Supplied records START

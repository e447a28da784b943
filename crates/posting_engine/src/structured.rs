use engine_logging::engine_debug;
use once_cell::sync::Lazy;
use posting_core::{ExtractionCandidate, StrategyKind, StructuredFields};
use regex::Regex;
use scraper::{Html, Selector};
use serde_json::{Map, Value};

use crate::extract::Extractor;
use crate::text::fragment_text;

const JOB_POSTING_TYPE: &str = "jobposting";

/// Descriptions are sometimes HTML-escaped twice; one pass per escape level.
const MAX_STRIP_PASSES: usize = 2;

static MARKUP_TAG: Lazy<Option<Regex>> = Lazy::new(|| Regex::new(r"</?[a-zA-Z][^>]*>").ok());

/// Top-level layout of one parsed JSON-LD block.
#[derive(Debug, Clone, Copy, PartialEq)]
pub enum JsonLdShape<'a> {
    Single(&'a Map<String, Value>),
    Array(&'a [Value]),
    /// An object wrapping its nodes in `@graph`.
    Graph(&'a [Value]),
    Unsupported,
}

pub fn classify_json_ld(value: &Value) -> JsonLdShape<'_> {
    match value {
        Value::Object(map) => match map.get("@graph") {
            Some(Value::Array(nodes)) => JsonLdShape::Graph(nodes),
            _ => JsonLdShape::Single(map),
        },
        Value::Array(items) => JsonLdShape::Array(items),
        _ => JsonLdShape::Unsupported,
    }
}

/// First `JobPosting` node reachable from a block without descending more
/// than one level.
pub fn find_job_posting(value: &Value) -> Option<&Map<String, Value>> {
    match classify_json_ld(value) {
        JsonLdShape::Single(map) => is_job_posting(map).then_some(map),
        JsonLdShape::Array(items) => items.iter().find_map(|item| match classify_json_ld(item) {
            JsonLdShape::Single(map) => is_job_posting(map).then_some(map),
            JsonLdShape::Graph(nodes) => first_posting(nodes),
            _ => None,
        }),
        JsonLdShape::Graph(nodes) => first_posting(nodes),
        JsonLdShape::Unsupported => None,
    }
}

fn first_posting(nodes: &[Value]) -> Option<&Map<String, Value>> {
    nodes
        .iter()
        .filter_map(Value::as_object)
        .find(|node| is_job_posting(node))
}

fn is_job_posting(map: &Map<String, Value>) -> bool {
    match map.get("@type") {
        Some(Value::String(kind)) => is_job_posting_type(kind),
        Some(Value::Array(kinds)) => kinds
            .iter()
            .filter_map(Value::as_str)
            .any(is_job_posting_type),
        _ => false,
    }
}

fn is_job_posting_type(kind: &str) -> bool {
    let kind = kind.rsplit(|c| c == '/' || c == ':').next().unwrap_or(kind);
    kind.eq_ignore_ascii_case(JOB_POSTING_TYPE)
}

/// Reads schema.org `JobPosting` blocks embedded as JSON-LD.
#[derive(Debug, Default)]
pub struct StructuredDataExtractor;

impl Extractor for StructuredDataExtractor {
    fn kind(&self) -> StrategyKind {
        StrategyKind::StructuredData
    }

    fn extract(&self, markup: &str) -> ExtractionCandidate {
        for block in json_ld_blocks(markup) {
            let value: Value = match serde_json::from_str(block.trim().trim_end_matches(';')) {
                Ok(value) => value,
                Err(err) => {
                    engine_debug!("Skipping malformed JSON-LD block: {}", err);
                    continue;
                }
            };
            if let Some(posting) = find_job_posting(&value) {
                let fields = normalize_fields(posting);
                let text = fields.get("description").cloned().unwrap_or_default();
                return ExtractionCandidate::new(self.kind(), text)
                    .with_fields(fields);
            }
        }
        ExtractionCandidate::empty(self.kind())
    }
}

fn json_ld_blocks(markup: &str) -> Vec<String> {
    let document = Html::parse_document(markup);
    let Ok(selector) = Selector::parse("script[type]") else {
        return Vec::new();
    };
    document
        .select(&selector)
        .filter(|script| {
            script
                .value()
                .attr("type")
                .is_some_and(|kind| kind.trim().to_ascii_lowercase().starts_with("application/ld+json"))
        })
        .map(|script| script.text().collect::<String>())
        .filter(|body| !body.trim().is_empty())
        .collect()
}

/// Map heterogeneous schema.org keys onto canonical field names.
pub fn normalize_fields(posting: &Map<String, Value>) -> StructuredFields {
    let mut fields = StructuredFields::new();
    let lookup = |names: &[&str]| lookup_key(posting, names);

    let mut put = |name: &str, value: Option<String>| {
        if let Some(value) = value.map(|v| v.trim().to_string()).filter(|v| !v.is_empty()) {
            fields.insert(name.to_string(), value);
        }
    };

    put("title", lookup(&["title", "jobTitle", "name"]).and_then(scalar_text));
    put(
        "company",
        lookup(&["hiringOrganization", "company", "employer"]).and_then(named_text),
    );
    put(
        "description",
        lookup(&["description", "jobDescription"])
            .and_then(Value::as_str)
            .map(strip_markup),
    );
    put("location", lookup(&["jobLocation"]).and_then(location_text));
    put("location_type", lookup(&["jobLocationType"]).and_then(list_text));
    put("employment_type", lookup(&["employmentType"]).and_then(list_text));
    put("date_posted", lookup(&["datePosted"]).and_then(scalar_text));
    put("valid_through", lookup(&["validThrough"]).and_then(scalar_text));
    put("industry", lookup(&["industry"]).and_then(list_text));
    put("skills", lookup(&["skills"]).and_then(list_text).map(|s| strip_markup(&s)));
    put(
        "qualifications",
        lookup(&["qualifications"]).and_then(list_text).map(|s| strip_markup(&s)),
    );
    put(
        "responsibilities",
        lookup(&["responsibilities"]).and_then(list_text).map(|s| strip_markup(&s)),
    );
    put(
        "experience",
        lookup(&["experienceRequirements"]).and_then(experience_text),
    );
    put("identifier", lookup(&["identifier"]).and_then(identifier_text));

    if let Some(salary) = lookup(&["baseSalary", "estimatedSalary"]) {
        for (name, value) in salary_fields(salary) {
            put(name, Some(value));
        }
    }

    fields
}

fn lookup_key<'a>(posting: &'a Map<String, Value>, names: &[&str]) -> Option<&'a Value> {
    names.iter().find_map(|name| {
        posting
            .iter()
            .find(|(key, value)| key.eq_ignore_ascii_case(name) && !value.is_null())
            .map(|(_, value)| value)
    })
}

/// Plain text of a description, unwrapping double-escaped markup.
fn strip_markup(raw: &str) -> String {
    let mut text = raw.to_string();
    for _ in 0..MAX_STRIP_PASSES {
        let has_markup = MARKUP_TAG.as_ref().is_some_and(|re| re.is_match(&text));
        let has_entities = text.contains('&');
        if !has_markup && !has_entities {
            break;
        }
        text = fragment_text(&text);
    }
    text
}

fn scalar_text(value: &Value) -> Option<String> {
    match value {
        Value::String(text) => Some(text.clone()),
        Value::Number(number) => Some(number.to_string()),
        Value::Array(items) => items.iter().find_map(scalar_text),
        _ => None,
    }
}

fn named_text(value: &Value) -> Option<String> {
    match value {
        Value::Object(map) => map.get("name").and_then(scalar_text),
        Value::Array(items) => items.iter().find_map(named_text),
        other => scalar_text(other),
    }
}

fn list_text(value: &Value) -> Option<String> {
    match value {
        Value::Array(items) => {
            let parts: Vec<String> = items.iter().filter_map(named_text).collect();
            (!parts.is_empty()).then(|| parts.join(", "))
        }
        other => named_text(other),
    }
}

fn location_text(value: &Value) -> Option<String> {
    match value {
        Value::Array(items) => {
            let parts: Vec<String> = items.iter().filter_map(location_text).collect();
            (!parts.is_empty()).then(|| parts.join("; "))
        }
        Value::Object(place) => match place.get("address") {
            Some(Value::Object(address)) => {
                let parts: Vec<String> = ["addressLocality", "addressRegion", "addressCountry"]
                    .iter()
                    .filter_map(|key| address.get(*key).and_then(named_text))
                    .filter(|part| !part.trim().is_empty())
                    .collect();
                (!parts.is_empty()).then(|| parts.join(", "))
            }
            Some(other) => scalar_text(other),
            None => named_text(value),
        },
        other => scalar_text(other),
    }
}

fn experience_text(value: &Value) -> Option<String> {
    match value {
        Value::Object(map) => map
            .get("monthsOfExperience")
            .and_then(scalar_text)
            .map(|months| format!("{months} months"))
            .or_else(|| map.get("description").and_then(scalar_text)),
        other => list_text(other).map(|text| strip_markup(&text)),
    }
}

fn identifier_text(value: &Value) -> Option<String> {
    match value {
        Value::Object(map) => map.get("value").and_then(scalar_text),
        other => scalar_text(other),
    }
}

fn salary_fields(value: &Value) -> Vec<(&'static str, String)> {
    let mut out = Vec::new();
    let Value::Object(salary) = value else {
        if let Some(amount) = scalar_text(value) {
            out.push(("salary_min", amount));
        }
        return out;
    };

    if let Some(currency) = salary.get("currency").and_then(scalar_text) {
        out.push(("salary_currency", currency));
    }
    match salary.get("value") {
        Some(Value::Object(amount)) => {
            let exact = amount.get("value").and_then(scalar_text);
            let min = amount.get("minValue").and_then(scalar_text).or(exact.clone());
            let max = amount.get("maxValue").and_then(scalar_text).or(exact);
            if let Some(min) = min {
                out.push(("salary_min", min));
            }
            if let Some(max) = max {
                out.push(("salary_max", max));
            }
            if let Some(unit) = amount.get("unitText").and_then(scalar_text) {
                out.push(("salary_unit", unit));
            }
        }
        Some(other) => {
            if let Some(amount) = scalar_text(other) {
                out.push(("salary_min", amount.clone()));
                out.push(("salary_max", amount));
            }
        }
        None => {}
    }
    if let Some(unit) = salary.get("unitText").and_then(scalar_text) {
        if !out.iter().any(|(name, _)| *name == "salary_unit") {
            out.push(("salary_unit", unit));
        }
    }
    out
}

#[cfg(test)]
mod tests {
    use super::{is_job_posting_type, strip_markup};

    #[test]
    fn type_matching_ignores_case_and_vocabulary_prefix() {
        assert!(is_job_posting_type("JobPosting"));
        assert!(is_job_posting_type("jobposting"));
        assert!(is_job_posting_type("https://schema.org/JobPosting"));
        assert!(is_job_posting_type("schema:JobPosting"));
        assert!(!is_job_posting_type("Organization"));
    }

    #[test]
    fn double_escaped_descriptions_are_unwrapped() {
        assert_eq!(
            strip_markup("&lt;p&gt;Responsibilities &amp;amp; duties&lt;/p&gt;"),
            "Responsibilities & duties"
        );
    }
}
use std::collections::VecDeque;

use serde::Serialize;

use crate::{
    AttemptOutcome, AttemptRecord, ContentValidator, Effect, ExtractionCandidate,
    ExtractionResult, FailureReason, FetchMetadata, PlatformProfile, Rejection, ResolvedUrl,
    StrategyKind, StructuredFields,
};

#[derive(Debug, Clone, Copy, PartialEq, Eq, Serialize)]
#[serde(rename_all = "snake_case")]
pub enum Phase {
    NotStarted,
    Fetching,
    Attempting(StrategyKind),
    Validated,
    Exhausted,
}

impl Phase {
    pub fn is_terminal(self) -> bool {
        matches!(self, Phase::Validated | Phase::Exhausted)
    }
}

/// State of one extraction run. Owned by a single pipeline instance; holds
/// at most one accepted candidate.
#[derive(Debug, Clone, PartialEq)]
pub struct ExtractionRun {
    profile: PlatformProfile,
    resolved: ResolvedUrl,
    validator: ContentValidator,
    render_on_script_shell: bool,
    phase: Phase,
    pending: VecDeque<StrategyKind>,
    script_shell: bool,
    shell_render_queued: bool,
    attempts: Vec<AttemptRecord>,
    accepted: Option<ExtractionCandidate>,
    last_attempted: Option<ExtractionCandidate>,
    last_rejection: Option<(StrategyKind, Rejection)>,
    fetch: Option<FetchMetadata>,
    failure: Option<FailureReason>,
}

impl ExtractionRun {
    pub fn new(profile: PlatformProfile, resolved: ResolvedUrl, validator: ContentValidator) -> Self {
        Self {
            pending: profile.extraction_priority.iter().copied().collect(),
            profile,
            resolved,
            validator,
            render_on_script_shell: false,
            phase: Phase::NotStarted,
            script_shell: false,
            shell_render_queued: false,
            attempts: Vec::new(),
            accepted: None,
            last_attempted: None,
            last_rejection: None,
            fetch: None,
            failure: None,
        }
    }

    /// Allow one extra render attempt when every priority strategy was rejected
    /// and the fetched markup was a script shell.
    pub fn with_render_on_script_shell(mut self, enabled: bool) -> Self {
        self.render_on_script_shell = enabled;
        self
    }

    pub fn phase(&self) -> Phase {
        self.phase
    }

    pub fn profile(&self) -> &PlatformProfile {
        &self.profile
    }

    pub fn resolved(&self) -> &ResolvedUrl {
        &self.resolved
    }

    pub fn attempts(&self) -> &[AttemptRecord] {
        &self.attempts
    }

    /// Number of strategies that actually ran.
    pub fn attempt_count(&self) -> usize {
        self.attempts
            .iter()
            .filter(|attempt| attempt.outcome != AttemptOutcome::Unavailable)
            .count()
    }

    pub fn is_finished(&self) -> bool {
        self.phase.is_terminal()
    }

    pub fn failure(&self) -> Option<&FailureReason> {
        self.failure.as_ref()
    }

    pub fn finish(self) -> ExtractionResult {
        let success = self.phase == Phase::Validated && self.accepted.is_some();
        let (best_method, content, structured_fields) = match self.accepted {
            Some(candidate) => (
                Some(candidate.strategy),
                candidate.text,
                candidate.structured_fields.unwrap_or_default(),
            ),
            None => (
                None,
                self.last_attempted
                    .map(|candidate| candidate.text)
                    .unwrap_or_default(),
                StructuredFields::new(),
            ),
        };

        ExtractionResult {
            platform: self.profile,
            resolved_url: self.resolved,
            best_method,
            content,
            structured_fields,
            success,
            failure_reason: if success { None } else { self.failure },
            attempts: self.attempts,
            fetch: self.fetch,
        }
    }

    pub(crate) fn begin_fetch(&mut self) -> Vec<Effect> {
        self.phase = Phase::Fetching;
        vec![Effect::Fetch {
            url: self.resolved.canonical.clone(),
        }]
    }

    pub(crate) fn record_fetch(&mut self, metadata: FetchMetadata, script_shell: bool) {
        self.fetch = Some(metadata);
        self.script_shell = script_shell;
    }

    /// Validate a candidate; the first one that passes ends the run.
    pub(crate) fn judge(&mut self, mut candidate: ExtractionCandidate) -> Vec<Effect> {
        let strategy = candidate.strategy;
        match self.validator.validate(&candidate.text) {
            Ok(()) => {
                candidate.is_valid = true;
                self.attempts.push(AttemptRecord {
                    strategy,
                    outcome: AttemptOutcome::Accepted,
                });
                self.accepted = Some(candidate);
                self.phase = Phase::Validated;
                vec![Effect::Finished]
            }
            Err(rejection) => {
                candidate.is_valid = false;
                self.attempts.push(AttemptRecord {
                    strategy,
                    outcome: AttemptOutcome::Rejected(rejection.clone()),
                });
                self.last_rejection = Some((strategy, rejection));
                self.last_attempted = Some(candidate);
                self.advance()
            }
        }
    }

    pub(crate) fn skip_unavailable(&mut self, strategy: StrategyKind) -> Vec<Effect> {
        self.attempts.push(AttemptRecord {
            strategy,
            outcome: AttemptOutcome::Unavailable,
        });
        self.advance()
    }

    /// Move to the next strategy in priority order, or exhaust the run.
    pub(crate) fn advance(&mut self) -> Vec<Effect> {
        if self.pending.is_empty() && self.should_render_shell() {
            self.shell_render_queued = true;
            self.pending.push_back(StrategyKind::Render);
        }

        match self.pending.pop_front() {
            Some(next) => {
                self.phase = Phase::Attempting(next);
                vec![Effect::RunStrategy(next)]
            }
            None => {
                let reason = match self.last_rejection.take() {
                    Some((strategy, rejection)) => FailureReason::ContentExtraction {
                        strategy,
                        rejection,
                    },
                    None => FailureReason::NoStrategyAvailable,
                };
                self.exhaust(reason)
            }
        }
    }

    pub(crate) fn exhaust(&mut self, reason: FailureReason) -> Vec<Effect> {
        self.phase = Phase::Exhausted;
        self.failure = Some(reason);
        vec![Effect::Finished]
    }

    fn should_render_shell(&self) -> bool {
        self.render_on_script_shell
            && self.script_shell
            && !self.shell_render_queued
            && !self
                .profile
                .extraction_priority
                .contains(&StrategyKind::Render)
    }
}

Supplied records END

[What you need to do]: Number only, please: work out how many lines of the listing hold "enum".

[Written answer]: 2